ドンデコルテ渡辺銀次さんが2026年2月8日放送のJ-WAVE『ACROSS THE SKY』に出演。自身の本棚の本について語る中で、ヘルマン・ヘッセ『少年の日の思い出』の印象深い一節を紹介していました。
(小川紗良)ということで、ここで渡辺さんのライフスタイル、人生に影響を与えた一節ご紹介します。「そうか、そうか。つまり君はそんなやつなんだな」。一体、何という本なのでしょうか?
(中略)
(小川紗良)ドンデコルテ渡辺銀次さんの本棚にある本からの一節。「そうか、そうか。つまり君はそんなやつなんだな」。いや、これはどんなセリフなのか、気になりますが。なんという書籍でしょうか?
(渡辺銀次)これは『少年の日の思い出』という……。
(小川紗良)ヘルマン・ヘッセさんの1931年、だいぶ前の本ですが。
(渡辺銀次)そんな昔なんですね。
(小川紗良)これ、内容としてはどんな感じなんですか?
「そうか、そうか。つまり君はそんなやつなんだな」
(渡辺銀次)「昔話を聞いてくれ」って少年の日の思い出をなんか、雰囲気のあるところでしゃべるみたいな始まりなんですけど。それで、めちゃくちゃきつい話を聞かすんですよ。でも、きついけどだいぶ昔の思い出なんですよ。だから、傷はもちろんあるんですけど。その傷と向き合ってる人がしゃべるっていう。
(小川紗良)じゃあ、ちょっと距離はありつつも。
(渡辺銀次)本当、子供の時のトラウマじゃないですけど。自分の本当に恥ずかしい記憶をしゃべるという。
(小川紗良)これ、いつ読まれたんですか?
(渡辺銀次)これはね、小学校の時に授業で読んだんですよ。
(小川紗良)授業で出会って。
(渡辺銀次)国語だったか、道徳だったか、忘れたんですけど。読んで……大人になってもう1回、出会ったんですよ。
(小川紗良)それはいつ頃だったんですか?
(渡辺銀次)それがたぶん……30ぐらいかな? 10年前ぐらいですかね。で、やっぱり、この先ほど読んでいただいたあの一節がきつすぎて。

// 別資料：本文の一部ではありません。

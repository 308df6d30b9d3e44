use chrono::{DateTime, Utc};
use serde::{Deserialize, Serialize};
use utoipa::ToSchema;
use uuid::Uuid;

#[derive(Debug, Clone, Serialize, Deserialize, ToSchema)]
pub struct User {
    pub id: Uuid,
    pub username: String,
    pub email: String,
    pub role: String,
    pub phone: String,
    pub address: String,
    pub is_verified: bool,
    pub created_at: DateTime<Utc>,
}

#[derive(Debug, Clone, Serialize, Deserialize, ToSchema)]
pub struct Product {
    pub id: Uuid,
    pub category_id: Uuid,
    pub name: String,
    pub slug: String,
    pub description: String,
    /// Minor currency units.
    pub price: i64,
    pub stock: i32,
    pub in_stock: bool,
    pub is_active: bool,
    pub featured: bool,
    pub created_at: DateTime<Utc>,
    pub updated_at: DateTime<Utc>,
}

#[derive(Debug, Clone, Serialize, Deserialize, ToSchema)]
pub struct Order {
    pub id: Uuid,
    pub order_number: Uuid,
    pub user_id: Uuid,
    pub status: String,
    pub payment_method: String,
    pub total_amount: i64,
    pub shipping_address: String,
    pub phone: String,
    pub notes: String,
    pub email_sent: bool,
    pub created_at: DateTime<Utc>,
    pub updated_at: DateTime<Utc>,
}

/// Line item with values snapshotted at purchase time. `product_id` goes null
/// if the product row is ever hard-deleted; the snapshots stay.
#[derive(Debug, Clone, Serialize, Deserialize, ToSchema)]
pub struct OrderItem {
    pub id: Uuid,
    pub order_id: Uuid,
    pub product_id: Option<Uuid>,
    pub product_name: String,
    pub quantity: i32,
    pub price: i64,
    pub subtotal: i64,
    pub created_at: DateTime<Utc>,
}
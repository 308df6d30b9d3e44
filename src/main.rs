use axum::{
    Json, Router,
    http::{HeaderName, Request, Response, StatusCode, Uri},
    routing::get,
};
use tower::limit::ConcurrencyLimitLayer;
use tower_http::cors::CorsLayer;
use tower_http::limit::RequestBodyLimitLayer;
use tower_http::request_id::{MakeRequestUuid, PropagateRequestIdLayer, SetRequestIdLayer};
use tower_http::trace::TraceLayer;
use tracing_subscriber::{layer::SubscriberExt, util::SubscriberInitExt};

use std::{net::SocketAddr, time::Duration};

use axum_storefront_api::{
    cache::Cache,
    config::AppConfig,
    db::{create_orm_conn, create_pool, run_migrations},
    mailer::{HttpMailer, Mailer},
    response::{ApiResponse, Meta},
    routes::{create_api_router, doc::scalar_docs, health},
    services::notification_service::{Notifier, NotifyConfig},
    state::AppState,
};

#[tokio::main]
async fn main() -> anyhow::Result<()> {
    dotenvy::dotenv().ok();
    tracing_subscriber::registry()
        .with(
            tracing_subscriber::EnvFilter::try_from_default_env()
                .unwrap_or_else(|_| "info,axum_storefront_api=debug".into()),
        )
        .with(tracing_subscriber::fmt::layer())
        .init();

    let config = AppConfig::from_env()?;
    let pool = create_pool(&config.database_url).await?;
    let orm = create_orm_conn(&config.database_url).await?;

    run_migrations(&orm).await?;

    let cache = Cache::new();
    let mailer = match config.mail_api_url.as_deref() {
        Some(url) => Mailer::Http(HttpMailer::new(url)),
        None => Mailer::Log,
    };
    let notifier = Notifier::spawn(orm.clone(), mailer, NotifyConfig::from_app(&config));

    let state = AppState {
        pool,
        orm,
        cache,
        notifier,
    };

    let api_router = create_api_router();
    let concurrency_limit_layer = ConcurrencyLimitLayer::new(100);

    let request_id_header = HeaderName::from_static("x-request-id");
    let trace_layer = TraceLayer::new_for_http()
        .make_span_with(|request: &Request<_>| {
            let request_id = request
                .headers()
                .get("x-request-id")
                .and_then(|value| value.to_str().ok())
                .unwrap_or("-");
            tracing::info_span!(
                "http_request",
                method = %request.method(),
                uri = %request.uri(),
                request_id = %request_id
            )
        })
        .on_request(|request: &Request<_>, _span: &tracing::Span| {
            let request_id = request
                .headers()
                .get("x-request-id")
                .and_then(|value| value.to_str().ok())
                .unwrap_or("-");
            tracing::info!(
                request_id = %request_id,
                method = %request.method(),
                uri = %request.uri(),
                "request started"
            );
        })
        .on_response(|response: &Response<_>, latency: Duration, _span: &tracing::Span| {
            tracing::info!(
                status = %response.status(),
                ms = %latency.as_millis(),
                "request finished"
            );
        });

    let app = Router::new()
        .route("/health", get(health::health_check))
        .nest("/api", api_router)
        .merge(scalar_docs())
        .fallback(not_found)
        .layer(trace_layer)
        .layer(PropagateRequestIdLayer::new(request_id_header.clone()))
        .layer(SetRequestIdLayer::new(request_id_header, MakeRequestUuid))
        .layer(RequestBodyLimitLayer::new(1024 * 1024))
        .layer(CorsLayer::permissive())
        .layer(concurrency_limit_layer)
        .with_state(state);

    let addr = SocketAddr::from((config.host.parse::<std::net::IpAddr>()?, config.port));
    tracing::info!("listening on {}", addr);

    axum::serve(tokio::net::TcpListener::bind(addr).await?, app).await?;

    Ok(())
}

async fn not_found(uri: Uri) -> (StatusCode, Json<ApiResponse<serde_json::Value>>) {
    let body = ApiResponse {
        success: false,
        message: "Not Found".to_string(),
        data: Some(serde_json::json!({ "path": uri.path() })),
        meta: Some(Meta::empty()),
    };
    (StatusCode::NOT_FOUND, Json(body))
}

(小川紗良)これ、どういうシチュエーションで出てきた言葉なんですか?
(渡辺銀次)主人公というか、しゃべっている人が子供の時に昆虫採集をしてるんです。で、ずっと憧れてたヤママユガっていう綺麗な蛾があって。それを自分は持ってない。でも、ちょっと裕福な、自分よりグレードの高い家の子供がそれを持っていて。もちろん、それは触っちゃいけないじゃないですか。なんですけど、そいつがいない間にそれを手に取っちゃって、壊しちゃうんですよ。で、盗んだわけじゃないんですけど、それが見つかっちゃうんです。バレちゃって。その時に言われるのが、これなんですよ。
(小川紗良)きつい!(笑)。
(渡辺銀次)詰めもしない。でも、向こうは「取った」と思っている。で、その後、これを言われた主人公が自分の採集した昆虫を全部、潰していくっていうオチなんですよ。最後に。
(小川紗良)うわっ、怖いですね。淡々と「そんなやつなんだな」って言われるという。
(渡辺銀次)そうなんです。これ、きつすぎて印象に残ってますね。
(小川紗良)子供の時に読んだ感じと、30になって読んだ感じで、変わりましたか?
(渡辺銀次)いや、変わりましたね。これ、「こんなひどいこと、言うなよ」っていう風にちっちゃい時は思いましたけど……「そういう風に思うし、自分も言うな」っていう風になってきますね。
(小川紗良)言う側の気持ちも、ね。
(渡辺銀次)そうなりますよね。で、だから「みんな、これを言わないようにしてるだけで、そう思うんだろうな」というかね。
(小川紗良)なるほどな。
(渡辺銀次)きついですよね。でも、これの繰り返しですよね。たぶん。で、こっちもたぶん間違ってるんですよね。「つまり君はそんなやつなんだな」って言った側も、決めつけてるんですよ。「そんなことない」っていう弁明の余地もないように。それの繰り返しで人間関係が進んでいってるんだろうなと思いますね。
(小川紗良)なんかこれもまた世の中の縮図じゃないんですけど。なんかすごい、人間関係が見えますね。ありがとうございます。なんか人生の一節でこの苦々しい言葉が出てくるっていうのが面白いなと思いながら(笑)。ありがとうございます。

銀次さん、小学校の時に触れたヘルマン・ヘッセの一節をずっと覚えていて、大人になってから再び読んでみるのが素敵ですね。昔の印象と、大人になってからの印象がだいぶ変わっていたというのもとても興味深い!